Summary
This project explores and cleans a large dataset from Open Food Facts, which includes nutritional and product information for over 385.000 food items. The main focus is on fixing missing or incorrect values, organizing the data for analysis, and creating clear visual summaries to understand patterns across products and countries.
Dataset Overview
- 385.384 samples and 99 columns
- Includes nutritional info (e.g. fat, sugar, protein), product names, countries, and units
- Many missing or inconsistent values (e.g. missing vitamins, extreme outliers)

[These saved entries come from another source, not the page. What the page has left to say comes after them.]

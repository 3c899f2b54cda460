//! Build script for deploywatch
//! Stamps the git revision and build time into the version endpoint

use chrono::Utc;
use std::process::Command;

fn main() {
    let git_hash = Command::new("git")
        .args(["rev-parse", "--short", "HEAD"])
        .output()
        .ok()
        .filter(|output| output.status.success())
        .and_then(|output| String::from_utf8(output.stdout).ok())
        .map(|s| s.trim().to_string())
        .filter(|s| !s.is_empty())
        .unwrap_or_else(|| "unknown".to_string());

    let build_time = Utc::now().format("%Y-%m-%d %H:%M:%S UTC").to_string();

    println!("cargo:rustc-env=GIT_HASH={}", git_hash);
    println!("cargo:rustc-env=BUILD_TIME={}", build_time);
    println!("cargo:rerun-if-changed=.git/HEAD");
}
//! HTTP server setup

use std::future::Future;
use std::sync::Arc;

use axum::{
    routing::{get, post},
    Router,
};
use tokio::net::TcpListener;
use tokio::task::JoinHandle;
use tower_http::trace::TraceLayer;
use tracing::info;

use crate::app::options::ServerOptions;
use crate::errors::MonitorError;
use crate::server::handlers::{
    events_handler, health_handler, list_handler, start_handler, status_handler, stop_handler,
    version_handler,
};
use crate::server::state::ServerState;

/// Build the router
pub fn router(state: Arc<ServerState>) -> Router {
    Router::new()
        // Health and version
        .route("/health", get(health_handler))
        .route("/version", get(version_handler))
        // Deployments
        .route("/deployments", post(start_handler).get(list_handler))
        .route(
            "/deployments/{operation_id}",
            get(status_handler).delete(stop_handler),
        )
        .route("/deployments/{operation_id}/events", get(events_handler))
        // State and middleware
        .with_state(state)
        .layer(TraceLayer::new_for_http())
}

/// Start the HTTP server
pub async fn serve(
    options: &ServerOptions,
    state: Arc<ServerState>,
    shutdown_signal: impl Future<Output = ()> + Send + 'static,
) -> Result<JoinHandle<Result<(), MonitorError>>, MonitorError> {
    let app = router(state);

    let addr = format!("{}:{}", options.host, options.port);
    info!("Starting HTTP server on {}", addr);

    let listener = TcpListener::bind(&addr)
        .await
        .map_err(|e| MonitorError::ServerError(e.to_string()))?;

    let handle = tokio::spawn(async move {
        axum::serve(listener, app)
            .with_graceful_shutdown(shutdown_signal)
            .await
            .map_err(|e| MonitorError::ServerError(e.to_string()))
    });

    Ok(handle)
}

- Data types grouped by structure: per 100g, per portion, unit type, and other metadata
Key Steps
1. Data Cleaning
- Removed duplicate rows and columns with too many missing values
- Filled in missing unit labels using the most frequent values (e.g. “g”, “mg”)
- Labeled missing ingredients and product names to keep track of gaps
- Replaced obviously incorrect values (e.g. 500g of fat per 100g product) with NaN
- Standardized energy values (kJ to kcal) and fixed inconsistencies
2. Exploratory Analysis
- Analyzed categorical variables like country and unit type using bar plots
- Created histograms and descriptive stats for numeric values (e.g. sugar, fat, energy)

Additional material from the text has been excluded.